Comment est née l'idée de votre exposition "Latitudes animales" ?
Je suis parti du constat suivant : les photographes animaliers sont les premiers témoins de la perte dramatique de notre biodiversité à l'échelle mondiale. Associer les plus grands noms de la photographie animalière française à un projet d'exposition était gage de réussite.


Votre exposition regroupe de très talentueux photographes. Vous connaissiez-vous avant de mettre au point le projet ?
Oui, bien sûr. Le monde de la photo animalière n'est pas si grand et en fait, il y a peu de vrais professionnels qui vivent de cette activité. Nous nous rencontrons parfois sur le terrain, le plus souvent lors de festivals de photographie à vocation nature.
 

Avez-vous remarqué une prise de conscience accrue ces dernières années en matière de protection de la faune sauvage ?
Une prise de conscience certainement... mais malheureusement pas un changement des comportements ! Nous ne sommes plus dans le discours où l'on disait : "attention, si on ne fait rien, beaucoup de choses vont disparaître". Aujourd'hui, des pans entiers de la biodiversité partent en fumée... et il ne semble pas que cela inquiète beaucoup les dirigeants de trop nombreux pays.


Avez-vous déjà du vous mettre en danger pour réaliser certaines photos ?
En fait, s'il y a danger, c'est que le photographe a fait une erreur de jugement. C'est arrivé quelquefois, et, croyez-le bien, je le regrette. Cela fait partie de l'expérience. Pour anecdote, j'ai bien failli laisser la vie il y a quelques temps au Népal. Pour vouloir photographier de trop près un bébé rhinocéros unicorne... Je me suis fait charger par sa mère en furie !

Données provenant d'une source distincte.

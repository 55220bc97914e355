//! Saccade cutoff filtering
//!
//! Overlong gaps between consecutive fixations (blinks, looking away, tracker
//! loss) are collapsed to a short residual gap. Every collapse increases a
//! cumulative correction which is subtracted from all later raw times, so the
//! corrected session time only advances while the subject is actually looking.
//!
//! Two views of the same correction exist:
//! - [`CutoffCorrector`] builds the segment table while walking the fixation
//!   stream.
//! - [`CutoffCursor`] replays a finished [`CutoffTable`] against the raw times
//!   of another report (messages, saccades) of the same session.

use serde::{Deserialize, Serialize};

/// Recorded interval where an overlong inter-fixation gap was truncated
#[derive(Debug, Clone, Copy, PartialEq, Eq, Serialize, Deserialize)]
pub struct CutoffSegment {
    /// Raw end of the fixation before the gap (milliseconds)
    pub gap_start: i64,

    /// Raw start of the fixation after the gap (milliseconds)
    pub gap_end: i64,

    /// Total correction in effect from `gap_end` on (milliseconds)
    pub cumulative_correction: i64,
}

/// Builds the cutoff table while fixations arrive in order
///
/// **Algorithm:**
/// 1. `gap = raw_start - previous_end` (raw times)
/// 2. If `gap > cutoff`, correction grows by `gap - residual` and a segment
///    `[previous_end, raw_start, correction]` is recorded
/// 3. `previous_end = raw_start + duration`
/// 4. Corrected start is `raw_start - correction`
///
/// A gap of exactly `cutoff` is kept as is.
#[derive(Debug, Clone)]
pub struct CutoffCorrector {
    cutoff_ms: i64,
    residual_ms: i64,
    previous_end: i64,
    correction: i64,
    segments: Vec<CutoffSegment>,
}

impl CutoffCorrector {
    /// Create a corrector for one session
    ///
    /// # Arguments
    /// * `cutoff_ms` - Gaps strictly longer than this are truncated
    /// * `residual_ms` - Length a truncated gap is shortened to
    /// * `origin_ms` - "Previous end" the first fixation is compared against
    pub fn new(cutoff_ms: i64, residual_ms: i64, origin_ms: i64) -> Self {
        Self {
            cutoff_ms,
            residual_ms,
            previous_end: origin_ms,
            correction: 0,
            segments: Vec::new(),
        }
    }

    /// Correct the start time of the next fixation
    ///
    /// # Examples
    /// ```
    /// use eyescalar_extract::timeline::CutoffCorrector;
    ///
    /// let mut corrector = CutoffCorrector::new(200, 10, 0);
    /// assert_eq!(corrector.correct(0, 1000), 0);
    /// // 500 ms gap after the fixation ending at 1000
    /// assert_eq!(corrector.correct(1500, 100), 1010);
    /// assert_eq!(corrector.correction(), 490);
    /// ```
    pub fn correct(&mut self, raw_start: i64, duration: i64) -> i64 {
        let gap = raw_start - self.previous_end;
        if gap > self.cutoff_ms {
            self.correction += gap - self.residual_ms;
            self.segments.push(CutoffSegment {
                gap_start: self.previous_end,
                gap_end: raw_start,
                cumulative_correction: self.correction,
            });
        }
        self.previous_end = raw_start + duration;
        raw_start - self.correction
    }

    /// Correction currently in effect
    pub fn correction(&self) -> i64 {
        self.correction
    }

    pub fn segments(&self) -> &[CutoffSegment] {
        &self.segments
    }

    /// Finish the session and keep the table for ancillary reports
    pub fn into_table(self) -> CutoffTable {
        CutoffTable {
            residual_ms: self.residual_ms,
            segments: self.segments,
        }
    }
}

/// Finished cutoff table of one session
#[derive(Debug, Clone, Default, PartialEq, Eq, Serialize, Deserialize)]
pub struct CutoffTable {
    /// Residual gap length used when the table was built
    pub residual_ms: i64,

    /// Segments in time order
    pub segments: Vec<CutoffSegment>,
}

impl CutoffTable {
    /// Cursor for correcting raw times that arrive in non-decreasing order
    pub fn cursor(&self) -> CutoffCursor<'_> {
        CutoffCursor {
            table: self,
            next_index: 0,
            correction: 0,
        }
    }

    /// Total correction of the session
    pub fn total_correction(&self) -> i64 {
        self.segments.last().map_or(0, |s| s.cumulative_correction)
    }
}

/// Replays a cutoff table against another time-ordered event stream
///
/// **Design:**
/// - Index of the next not-yet-crossed segment is cached
/// - Segments are only ever passed forwards, never revisited
/// - Raw times falling inside a truncated gap are clamped to the residual
///   window after the gap start
#[derive(Debug, Clone)]
pub struct CutoffCursor<'a> {
    table: &'a CutoffTable,

    /// Segment whose gap has not been passed yet
    next_index: usize,

    /// Correction of the last passed segment
    correction: i64,
}

impl CutoffCursor<'_> {
    /// Corrected time for a raw event time
    ///
    /// # Examples
    /// ```
    /// use eyescalar_extract::timeline::CutoffCorrector;
    ///
    /// let mut corrector = CutoffCorrector::new(200, 10, 0);
    /// corrector.correct(0, 1000);
    /// corrector.correct(1500, 100);
    /// let table = corrector.into_table();
    ///
    /// let mut cursor = table.cursor();
    /// assert_eq!(cursor.correct(900), 900);
    /// // Inside the truncated gap: clamped to gap start + residual
    /// assert_eq!(cursor.correct(1200), 1010);
    /// assert_eq!(cursor.correct(1600), 1110);
    /// ```
    pub fn correct(&mut self, raw_time: i64) -> i64 {
        let segments = &self.table.segments;

        // Fast-forward through every gap the event lies beyond
        while let Some(segment) = segments.get(self.next_index) {
            if raw_time < segment.gap_end {
                break;
            }
            self.correction = segment.cumulative_correction;
            self.next_index += 1;
        }

        match segments.get(self.next_index) {
            Some(segment) if raw_time > segment.gap_start => {
                raw_time.min(segment.gap_start + self.table.residual_ms) - self.correction
            }
            _ => raw_time - self.correction,
        }
    }
}

#[cfg(test)]
mod tests {
    use super::*;

    #[test]
    fn test_gap_equal_to_cutoff_not_corrected() {
        let mut corrector = CutoffCorrector::new(200, 10, 0);
        corrector.correct(0, 100);
        // previous end 100, gap exactly 200
        assert_eq!(corrector.correct(300, 100), 300);
        assert!(corrector.segments().is_empty());
    }

    #[test]
    fn test_gap_one_above_cutoff_corrected() {
        let mut corrector = CutoffCorrector::new(200, 10, 0);
        corrector.correct(0, 100);
        // previous end 100, gap 201
        assert_eq!(corrector.correct(301, 100), 301 - 191);
        assert_eq!(
            corrector.segments(),
            &[CutoffSegment {
                gap_start: 100,
                gap_end: 301,
                cumulative_correction: 191,
            }]
        );
    }

    #[test]
    fn test_first_fixation_compared_to_origin() {
        let mut corrector = CutoffCorrector::new(200, 10, 10_000);
        // Before the origin: negative gap, nothing to truncate
        assert_eq!(corrector.correct(0, 100), 0);

        let mut late = CutoffCorrector::new(200, 10, 10_000);
        assert_eq!(late.correct(12_000, 100), 10_010);
        assert_eq!(late.correction(), 1_990);
    }

    #[test]
    fn test_correction_non_decreasing_and_bounded_by_raw() {
        let mut corrector = CutoffCorrector::new(200, 10, 0);
        let fixations = [(0, 100), (150, 50), (900, 100), (1010, 20), (5000, 300), (5400, 100)];
        let mut last_correction = 0;
        let mut last_corrected = i64::MIN;
        for (raw, duration) in fixations {
            let corrected = corrector.correct(raw, duration);
            assert!(corrector.correction() >= last_correction);
            assert!(corrected <= raw);
            assert!(corrected > last_corrected);
            last_correction = corrector.correction();
            last_corrected = corrected;
        }

        let table = corrector.into_table();
        let corrections: Vec<i64> = table.segments.iter().map(|s| s.cumulative_correction).collect();
        assert!(corrections.windows(2).all(|w| w[0] <= w[1]));
        assert_eq!(table.total_correction(), last_correction);
    }

    #[test]
    fn test_cursor_matches_corrector_at_fixation_starts() {
        let fixations = [(0, 100), (700, 100), (2000, 50), (2100, 100), (9000, 100)];
        let mut corrector = CutoffCorrector::new(200, 10, 0);
        let corrected: Vec<i64> = fixations
            .iter()
            .map(|&(raw, duration)| corrector.correct(raw, duration))
            .collect();

        let table = corrector.into_table();
        let mut cursor = table.cursor();
        for (&(raw, _), &expected) in fixations.iter().zip(&corrected) {
            assert_eq!(cursor.correct(raw), expected);
        }
        assert_eq!(cursor.next_index, table.segments.len());
    }

    #[test]
    fn test_cursor_fast_forwards_over_several_segments() {
        let mut corrector = CutoffCorrector::new(200, 10, 0);
        corrector.correct(0, 100);
        corrector.correct(1000, 100); // correction 890
        corrector.correct(3000, 100); // correction 890 + 1890
        let table = corrector.into_table();

        let mut cursor = table.cursor();
        assert_eq!(cursor.correct(5000), 5000 - 2780);
        assert_eq!(cursor.next_index, 2);
        // Never moves backwards
        assert_eq!(cursor.correct(50), 50 - 2780);
    }

    #[test]
    fn test_cursor_empty_table_is_identity() {
        let table = CutoffTable::default();
        let mut cursor = table.cursor();
        assert_eq!(cursor.correct(123), 123);
        assert_eq!(table.total_correction(), 0);
    }
}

J'aime beaucoup la photo de l'anaconda, avec la mâchoire grande ouverte. A quelle distance étiez-vous ?
De mémoire, à moins de deux mètres. J'ai pu m'approcher ainsi car l'animal venait d'ingurgiter une proie (un iguane) et je n'étais donc pas en danger direct.


Pratiquez-vous également la photo sous-marine ? Le constat n'est-il pas plus alarmant encore au fond des océans ?
J'ai cessé de plonger voilà plusieurs années, surtout pour me spécialiser disons dans la photo davantage terrestre. Cependant il m'arrive encore de promener un boîtier sous la surface, de l'océan ou d'une rivière, pour aller chercher des espèces aquatiques. Mais c'est toujours en apnée et je ne pratique plus la plongée classique.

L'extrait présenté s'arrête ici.